Before granting an unopposed motion to dismiss, the court must weigh the following factors outlined in Ghazali v. Moran: “(1) the public's interest in expeditious resolution of litigation; (2) the court's need to manage its docket; (3) the risk of prejudice to the defendant; (4) the public policy favoring disposition of cases on their merits; and (5) the availability of less drastic sanctions.” Ghazali, 46 F.3d at 53 (quoting Henderson v. Duncan, 779 F.2d 1421, 1423 (9th Cir. 1986)). The Ninth Circuit has recognized that the first and fourth factors cut in opposite directions. See Yourish v. Cal. Amplifier, 191 F.3d 983, 990 (9th Cir. 1999) (first factor always weighs in favor of dismissal); Hernandez v. City of El Monte, 138 F.3d 393, 401 (9th Cir. 1998) (fourth factor counsels against dismissal).
III. Discussion
The relevant inquiry is whether, applying the five factors set forth in Ghazali, dismissal of all claims against Venetian is appropriate based on Gil's failure to file a response brief. The first two factors, the public's interest in expeditiously resolving this litigation and the court's interest in managing its docket, weigh in favor of dismissal of Gil's claims. Even now, more than a week beyond the response deadline of June 28, 2023, Gil has yet to respond to the motion to dismiss. As noted above, Gil has repeatedly failed to comply with other court ordered deadlines in this case. See generally ECF Nos. 4, 5, 6, 8, 12. Gil's disregard for these orders has delayed litigation and disrupted the court's timely management of its docket.

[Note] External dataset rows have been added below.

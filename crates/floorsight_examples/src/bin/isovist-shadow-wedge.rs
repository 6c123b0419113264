use floorsight::prelude::*;
use floorsight_examples::{init_tracing, render_isovist_to_png, square_room, RenderConfig};
use tracing::{info, warn};

fn main() -> anyhow::Result<()> {
    init_tracing();

    let obstacle = Polygon::from_xy(&[[40.0, 40.0], [60.0, 40.0], [60.0, 60.0], [40.0, 60.0]]);
    let plan = FloorPlan::build(square_room(100.0), vec![obstacle])?;

    // The obstacle casts a wedge-shaped shadow to the north of the viewpoint.
    let isovist = visibility_polygon(&plan, Point::new(50.0, 10.0))?;
    info!(
        "Isovist: {} vertices, area {:.1}, perimeter {:.1}, mean radial distance {:.2}.",
        isovist.len(),
        isovist.area(),
        isovist.perimeter(),
        isovist.mean_radial_distance()
    );

    let near = isovist.clip_to_radius(30.0, 64);
    info!("Visible within 30 units: area {:.1}.", near.area());

    // A viewpoint inside the obstacle is rejected.
    match visibility_polygon(&plan, Point::new(50.0, 50.0)) {
        Ok(_) => warn!("Viewpoint inside the obstacle was accepted."),
        Err(err) => info!("Rejected viewpoint: [{}] {}.", err.kind(), err),
    }

    render_isovist_to_png(
        &plan,
        &isovist,
        &RenderConfig::new((500, 500)).with_highlight([120, 200, 250]),
        "isovist-shadow-wedge.png",
    )?;
    Ok(())
}
//! Isovist (visibility polygon) computation by angular sweep.
//!
//! [`visibility_polygon`] casts one ray per candidate angle from the viewpoint and keeps the
//! nearest surface each ray meets. The result is star-shaped around the viewpoint and lists its
//! vertices in increasing angle.
#[cfg(feature = "serde")]
use serde::{Deserialize, Serialize};

use crate::error::{Error, Result};
use crate::geometry::{
    clip_to_circle, mean_radial_distance, point_in_polygon, point_on_boundary, Point, Polygon,
};

pub mod sweep;

pub use sweep::{visibility_polygon, visibility_polygon_with};

/// Tunables for the angular sweep.
#[cfg_attr(feature = "serde", derive(Serialize, Deserialize))]
#[derive(Clone, Debug, PartialEq)]
#[non_exhaustive]
pub struct IsovistConfig {
    /// Angular offset (radians) of the extra rays cast on both sides of every vertex angle.
    pub angular_epsilon: f64,
    /// Candidate angles closer than this (radians) are merged.
    pub angle_tolerance: f64,
    /// Drop coincident and collinear vertices from the result.
    pub simplify: bool,
    /// Relative sine tolerance for the collinearity test used by `simplify`.
    pub collinear_tolerance: f64,
}

impl Default for IsovistConfig {
    fn default() -> Self {
        Self {
            angular_epsilon: 1e-5,
            angle_tolerance: 1e-12,
            simplify: true,
            collinear_tolerance: 1e-9,
        }
    }
}

impl IsovistConfig {
    pub fn new() -> Self {
        Self::default()
    }

    /// Sets the angular epsilon.
    pub fn with_angular_epsilon(mut self, angular_epsilon: f64) -> Self {
        self.angular_epsilon = angular_epsilon;
        self
    }

    /// Sets the angle merge tolerance.
    pub fn with_angle_tolerance(mut self, angle_tolerance: f64) -> Self {
        self.angle_tolerance = angle_tolerance;
        self
    }

    /// Enables or disables vertex simplification.
    pub fn with_simplify(mut self, simplify: bool) -> Self {
        self.simplify = simplify;
        self
    }

    /// Sets the collinearity tolerance.
    pub fn with_collinear_tolerance(mut self, collinear_tolerance: f64) -> Self {
        self.collinear_tolerance = collinear_tolerance;
        self
    }

    /// Validates the configuration, returning an error if invalid.
    pub fn validate(&self) -> Result<()> {
        if !(self.angular_epsilon > 0.0 && self.angular_epsilon <= 1e-2) {
            return Err(Error::InvalidConfig(
                "angular_epsilon must be in (0, 0.01]".into(),
            ));
        }
        if !(self.angle_tolerance >= 0.0 && self.angle_tolerance < self.angular_epsilon) {
            return Err(Error::InvalidConfig(
                "angle_tolerance must be >= 0 and smaller than angular_epsilon".into(),
            ));
        }
        if !(self.collinear_tolerance >= 0.0 && self.collinear_tolerance.is_finite()) {
            return Err(Error::InvalidConfig(
                "collinear_tolerance must be finite and >= 0".into(),
            ));
        }
        Ok(())
    }
}

/// Region directly visible from a viewpoint.
#[derive(Clone, Debug, PartialEq)]
pub struct VisibilityPolygon {
    viewpoint: Point,
    vertices: Vec<Point>,
    /// Sorted collection indices of every polygon some sweep ray landed on.
    seen: Vec<usize>,
}

impl VisibilityPolygon {
    pub(crate) fn new(viewpoint: Point, vertices: Vec<Point>, seen: Vec<usize>) -> Self {
        Self {
            viewpoint,
            vertices,
            seen,
        }
    }

    pub fn viewpoint(&self) -> Point {
        self.viewpoint
    }

    /// Vertices in increasing angle around the viewpoint, starting near `-PI`.
    pub fn vertices(&self) -> &[Point] {
        &self.vertices
    }

    pub fn into_vertices(self) -> Vec<Point> {
        self.vertices
    }

    pub fn len(&self) -> usize {
        self.vertices.len()
    }

    pub fn is_empty(&self) -> bool {
        self.vertices.is_empty()
    }

    /// Even-odd containment; points on the isovist edge count as outside.
    pub fn contains(&self, p: Point) -> bool {
        point_in_polygon(p, &self.vertices)
    }

    /// Returns `true` if `p` is inside the isovist or on its edge.
    pub fn reaches(&self, p: Point) -> bool {
        self.contains(p) || point_on_boundary(p, &self.vertices)
    }

    /// Returns `true` if the sweep reached some part of the polygon with this collection index.
    pub fn sees(&self, index: usize) -> bool {
        self.seen.binary_search(&index).is_ok()
    }

    /// Collection indices of all polygons with a visible part, ascending.
    pub fn seen_polygons(&self) -> &[usize] {
        &self.seen
    }

    pub fn area(&self) -> f64 {
        self.as_polygon().area()
    }

    pub fn perimeter(&self) -> f64 {
        self.as_polygon().perimeter()
    }

    /// Mean distance from the viewpoint to the isovist vertices.
    pub fn mean_radial_distance(&self) -> f64 {
        mean_radial_distance(self.viewpoint, &self.vertices)
    }

    pub fn as_polygon(&self) -> Polygon {
        Polygon::new(self.vertices.clone())
    }

    /// Part of the isovist within `radius` of the viewpoint, using a circle of `segments` sides.
    pub fn clip_to_radius(&self, radius: f64, segments: usize) -> Polygon {
        Polygon::new(clip_to_circle(
            &self.vertices,
            self.viewpoint,
            radius,
            segments,
        ))
    }
}

#[cfg(test)]
mod tests {
    use super::*;

    #[test]
    fn default_config_is_valid() {
        assert!(IsovistConfig::default().validate().is_ok());
    }

    #[test]
    fn validate_rejects_bad_values() {
        assert!(IsovistConfig::new()
            .with_angular_epsilon(0.0)
            .validate()
            .is_err());
        assert!(IsovistConfig::new()
            .with_angular_epsilon(f64::NAN)
            .validate()
            .is_err());
        assert!(IsovistConfig::new()
            .with_angle_tolerance(1e-3)
            .validate()
            .is_err());
        assert!(IsovistConfig::new()
            .with_collinear_tolerance(-1.0)
            .validate()
            .is_err());
    }

    #[test]
    fn builder_sets_fields() {
        let config = IsovistConfig::new()
            .with_angular_epsilon(1e-4)
            .with_angle_tolerance(1e-10)
            .with_simplify(false)
            .with_collinear_tolerance(1e-6);
        assert_eq!(config.angular_epsilon, 1e-4);
        assert_eq!(config.angle_tolerance, 1e-10);
        assert!(!config.simplify);
        assert_eq!(config.collinear_tolerance, 1e-6);
    }

    #[test]
    fn measures_of_a_square_isovist() {
        let vis = VisibilityPolygon::new(
            Point::new(50.0, 50.0),
            vec![
                Point::new(0.0, 0.0),
                Point::new(100.0, 0.0),
                Point::new(100.0, 100.0),
                Point::new(0.0, 100.0),
            ],
            vec![0],
        );
        assert_eq!(vis.area(), 10_000.0);
        assert_eq!(vis.perimeter(), 400.0);
        assert!((vis.mean_radial_distance() - 50.0 * 2f64.sqrt()).abs() < 1e-9);
        assert!(vis.contains(Point::new(10.0, 90.0)));
        assert!(vis.sees(0));
        assert!(!vis.sees(1));

        let clipped = vis.clip_to_radius(10.0, 64);
        assert!(clipped.area() < 315.0 && clipped.area() > 300.0);
    }
}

The third factor also weighs in favor of dismissal of Gil's claims. There is no apparent risk of prejudice to Venetian by dismissing this action, as it was Venetian itself that filed the motion to dismiss. In fact, there may be more prejudice if I fail to dismiss Gil's claims. As set forth in Venetian's motion, it appears that Gil has allegedly failed to exhaust potential administrative remedies regarding her allegations of race discrimination under Title VII.
As mentioned earlier, public policy favors disposing of cases on their merits. While the fourth factor weighs against dismissal because it will not resolve the case on the merits, a resolution on the merits is not a possibility with no response to the pending motion from Gil. Finally, with respect to whether less drastic measures have been considered, I have considered the alternatives and conclude that dismissal without prejudice is the least drastic measure. Thus, the fifth factor also weighs in favor of dismissal.
IV. Conclusion
IT IS THEREFORE ORDERED that defendant's motion to dismiss [ECF No. 10] is GRANTED without prejudice.
The Clerk of Court is instructed to enter judgment accordingly.